FRANKFORT, Ky. -- A judge has struck down Kentucky's new pension reform law that sparked teacher protests at the state capitol.
Franklin Circuit Judge Phillip Shepherd ruled the Republican-led General Assembly violated the Constitution because of the way it enacted the bill, which was originally introduced as legislation dealing with sewage.
Thousands of teachers marched on the capitol to protest the bill, leading to the closure of dozens of school districts. Among the changes, the law would have forced new teachers into a hybrid-style retirement plan.
Attorney General Andy Beshear sued to block the law. He says the ruling is a "win for open, honest government."
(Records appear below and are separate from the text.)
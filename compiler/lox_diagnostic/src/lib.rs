//! Diagnostic reporting for the Lox interpreter.
//!
//! Scanner, parser and interpreter never format or print errors themselves.
//! They turn each fault into a [`Diagnostic`] and hand it to a [`Reporter`],
//! so the host decides where diagnostics go:
//!
//! - [`TerminalReporter`]: `[line N] Error<location>: <message>` on a writer
//! - [`BufferReporter`]: keeps diagnostics in memory (tests, batching)
//! - [`SharedBufferReporter`]: a cloneable handle onto one buffer

mod diagnostic;
pub mod reporter;

pub use diagnostic::{Diagnostic, Styled};
pub use reporter::{BufferReporter, ColorMode, Reporter, SharedBufferReporter, TerminalReporter};
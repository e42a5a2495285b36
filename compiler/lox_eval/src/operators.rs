//! Binary operator implementations for the evaluator.
//!
//! Direct dispatch on the operator kind and operand variants. Operands are
//! already evaluated, left before right.

use lox_ir::{Token, TokenKind};

use crate::errors::{
    invalid_addition_operands, operands_must_be_numbers, unsupported_operator, RuntimeError,
};
use crate::Value;

/// Evaluate `left <operator> right`.
pub fn evaluate_binary(left: Value, operator: &Token, right: Value) -> Result<Value, RuntimeError> {
    match operator.kind {
        TokenKind::Plus => add(left, operator, right),
        TokenKind::Minus => arithmetic(&left, operator, &right, |a, b| a - b),
        TokenKind::Star => arithmetic(&left, operator, &right, |a, b| a * b),
        // IEEE division: dividing by zero yields an infinity or NaN.
        TokenKind::Slash => arithmetic(&left, operator, &right, |a, b| a / b),
        TokenKind::Greater => comparison(&left, operator, &right, |a, b| a > b),
        TokenKind::GreaterEqual => comparison(&left, operator, &right, |a, b| a >= b),
        TokenKind::Less => comparison(&left, operator, &right, |a, b| a < b),
        TokenKind::LessEqual => comparison(&left, operator, &right, |a, b| a <= b),
        TokenKind::EqualEqual => Ok(Value::Bool(left.equals(&right))),
        TokenKind::BangEqual => Ok(Value::Bool(!left.equals(&right))),
        _ => Err(unsupported_operator(operator)),
    }
}

/// Numbers add, strings concatenate. With exactly one string operand the
/// other side is converted to its display text first.
fn add(left: Value, operator: &Token, right: Value) -> Result<Value, RuntimeError> {
    match (left, right) {
        (Value::Number(a), Value::Number(b)) => Ok(Value::Number(a + b)),
        (Value::Str(mut a), Value::Str(b)) => {
            a.push_str(&b);
            Ok(Value::Str(a))
        }
        (Value::Str(mut a), other) => {
            a.push_str(&other.to_string());
            Ok(Value::Str(a))
        }
        (other, Value::Str(b)) => Ok(Value::Str(format!("{other}{b}"))),
        _ => Err(invalid_addition_operands(operator)),
    }
}

#[inline]
fn number_operands(left: &Value, operator: &Token, right: &Value) -> Result<(f64, f64), RuntimeError> {
    match (left, right) {
        (Value::Number(a), Value::Number(b)) => Ok((*a, *b)),
        _ => Err(operands_must_be_numbers(operator)),
    }
}

fn arithmetic(
    left: &Value,
    operator: &Token,
    right: &Value,
    op: fn(f64, f64) -> f64,
) -> Result<Value, RuntimeError> {
    let (a, b) = number_operands(left, operator, right)?;
    Ok(Value::Number(op(a, b)))
}

fn comparison(
    left: &Value,
    operator: &Token,
    right: &Value,
    op: fn(f64, f64) -> bool,
) -> Result<Value, RuntimeError> {
    let (a, b) = number_operands(left, operator, right)?;
    Ok(Value::Bool(op(a, b)))
}

#[cfg(test)]
#[allow(clippy::unwrap_used)]
mod tests {
    use super::*;
    use pretty_assertions::assert_eq;

    fn op(kind: TokenKind, lexeme: &str) -> Token {
        Token::new(kind, lexeme, None, 1)
    }

    fn plus() -> Token {
        op(TokenKind::Plus, "+")
    }

    #[test]
    fn adds_numbers() {
        let result = evaluate_binary(Value::Number(1.0), &plus(), Value::Number(2.0));
        assert_eq!(result.unwrap(), Value::Number(3.0));
    }

    #[test]
    fn concatenates_strings() {
        let result = evaluate_binary(Value::from("foo"), &plus(), Value::from("bar"));
        assert_eq!(result.unwrap(), Value::from("foobar"));
    }

    #[test]
    fn coerces_one_string_operand() {
        let right = evaluate_binary(Value::from("foo"), &plus(), Value::Number(1.0));
        assert_eq!(right.unwrap(), Value::from("foo1"));

        let left = evaluate_binary(Value::Number(2.5), &plus(), Value::from("x"));
        assert_eq!(left.unwrap(), Value::from("2.5x"));

        let boolean = evaluate_binary(Value::Bool(true), &plus(), Value::from("!"));
        assert_eq!(boolean.unwrap(), Value::from("true!"));

        let nil = evaluate_binary(Value::from("a"), &plus(), Value::Nil);
        assert_eq!(nil.unwrap(), Value::from("anil"));
    }

    #[test]
    fn rejects_other_addition() {
        let err = evaluate_binary(Value::Number(1.0), &plus(), Value::Bool(true)).unwrap_err();
        assert_eq!(
            err.message,
            "Operands of '+' must be two numbers or two strings."
        );
        assert_eq!(err.token.lexeme, "+");
    }

    #[test]
    fn arithmetic_requires_numbers() {
        let minus = op(TokenKind::Minus, "-");
        let err = evaluate_binary(Value::from("a"), &minus, Value::Number(1.0)).unwrap_err();
        assert_eq!(err.message, "Operands of '-' must be numbers.");

        let less = op(TokenKind::Less, "<");
        let err = evaluate_binary(Value::Nil, &less, Value::Number(1.0)).unwrap_err();
        assert_eq!(err.message, "Operands of '<' must be numbers.");
    }

    #[test]
    fn division_follows_ieee() {
        let slash = op(TokenKind::Slash, "/");
        let result = evaluate_binary(Value::Number(1.0), &slash, Value::Number(0.0));
        assert_eq!(result.unwrap(), Value::Number(f64::INFINITY));
    }

    #[test]
    fn comparisons() {
        let ge = op(TokenKind::GreaterEqual, ">=");
        let result = evaluate_binary(Value::Number(2.0), &ge, Value::Number(2.0));
        assert_eq!(result.unwrap(), Value::Bool(true));
    }

    #[test]
    fn equality_across_types() {
        let eq = op(TokenKind::EqualEqual, "==");
        let ne = op(TokenKind::BangEqual, "!=");
        assert_eq!(
            evaluate_binary(Value::Nil, &eq, Value::Nil).unwrap(),
            Value::Bool(true)
        );
        assert_eq!(
            evaluate_binary(Value::Number(1.0), &eq, Value::from("1")).unwrap(),
            Value::Bool(false)
        );
        assert_eq!(
            evaluate_binary(Value::Nil, &ne, Value::Bool(false)).unwrap(),
            Value::Bool(true)
        );
    }

    #[test]
    fn non_binary_operator_is_rejected() {
        let bang = op(TokenKind::Bang, "!");
        let err = evaluate_binary(Value::Nil, &bang, Value::Nil).unwrap_err();
        assert_eq!(err.message, "Unsupported operator '!'.");
    }
}
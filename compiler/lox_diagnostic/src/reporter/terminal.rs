//! Terminal Reporter
//!
//! Human-readable diagnostic output with optional ANSI color support.

use std::io::{self, Write};

use super::Reporter;
use crate::Diagnostic;

/// ANSI color codes for terminal output.
mod colors {
    pub const ERROR: &str = "\x1b[1;31m"; // Bold red
    pub const RESET: &str = "\x1b[0m";
}

/// Color output mode for the terminal reporter.
#[derive(Clone, Copy, Debug, Default, PartialEq, Eq)]
pub enum ColorMode {
    /// Automatically detect based on terminal capabilities.
    #[default]
    Auto,
    /// Always use colors.
    Always,
    /// Never use colors.
    Never,
}

impl ColorMode {
    /// Resolve to a boolean based on terminal detection.
    ///
    /// For `Auto` mode, `is_tty` determines whether colors should be used.
    /// This parameter is ignored for `Always` and `Never` modes.
    pub fn should_use_colors(self, is_tty: bool) -> bool {
        match self {
            ColorMode::Auto => is_tty,
            ColorMode::Always => true,
            ColorMode::Never => false,
        }
    }

    /// Parse the value of a `--color=` flag.
    pub fn parse(value: &str) -> Option<Self> {
        match value {
            "auto" => Some(ColorMode::Auto),
            "always" => Some(ColorMode::Always),
            "never" => Some(ColorMode::Never),
            _ => None,
        }
    }
}

/// Writes `[line N] Error<location>: <message>` lines to a writer.
pub struct TerminalReporter<W: Write> {
    writer: W,
    colors: bool,
}

impl<W: Write> TerminalReporter<W> {
    /// Create a terminal reporter with explicit color mode.
    ///
    /// `is_tty` is only consulted for `ColorMode::Auto`.
    pub fn with_color_mode(writer: W, mode: ColorMode, is_tty: bool) -> Self {
        TerminalReporter {
            writer,
            colors: mode.should_use_colors(is_tty),
        }
    }

    /// Consume the reporter and return its writer.
    pub fn into_inner(self) -> W {
        self.writer
    }
}

impl TerminalReporter<io::Stderr> {
    /// Create a terminal reporter for stderr with explicit color mode.
    pub fn stderr(mode: ColorMode, is_tty: bool) -> Self {
        TerminalReporter::with_color_mode(io::stderr(), mode, is_tty)
    }
}

impl<W: Write> Reporter for TerminalReporter<W> {
    fn report(&mut self, line: u32, location: &str, message: &str) {
        let diagnostic = Diagnostic::new(line, location, message);
        let (open, close) = if self.colors {
            (colors::ERROR, colors::RESET)
        } else {
            ("", "")
        };
        let _ = writeln!(self.writer, "{}", diagnostic.styled(open, close));
        let _ = self.writer.flush();
    }
}
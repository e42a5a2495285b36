//! Interactive prompt.

use std::io::{self, BufRead, Write};

use lox_diagnostic::ColorMode;

use super::stderr_reporter;
use crate::{exit_code, Session};

const PROMPT: &str = "> ";

/// Read-eval-print loop over stdin until end of input.
///
/// Each line is scanned and parsed on its own; variables persist between
/// lines. Faults are reported and the loop carries on.
pub fn run_prompt(color: ColorMode) -> i32 {
    let mut session = Session::new(stderr_reporter(color));
    let stdin = io::stdin();
    let mut lines = stdin.lock().lines();

    loop {
        print!("{PROMPT}");
        let _ = io::stdout().flush();

        match lines.next() {
            Some(Ok(line)) => {
                session.run_line(&line);
            }
            Some(Err(e)) => {
                eprintln!("error reading input: {e}");
                return exit_code::IO_ERROR;
            }
            None => {
                println!();
                return exit_code::SUCCESS;
            }
        }
    }
}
Governor Bevin's communications director, Elizabeth Kuhn, issued the following statement on the pension law ruling:
"Today's ruling from Judge Shepherd was expected in light of his inherent conflict in deciding the validity of SB 151, and an appeal from our legal team is imminent. Judge Shepherd refused to consider whether or not the bill violates the inviolable contract when issuing his ruling, and he invalidated the bill based, in part, on a procedural argument not even raised by AG Beshear. The consequences of this ruling are tremendous for Kentucky because hundreds, if not thousands, of bills have previously been passed by the General Assembly using the exact same process as Senate Bill 151. If all of these bills are now invalidated based on Judge Shepherd's ruling, our legal system will descend into chaos. For example, cities and counties will go bankrupt without pension phase-in funding, and programs to combat the drug epidemic will be negatively impacted."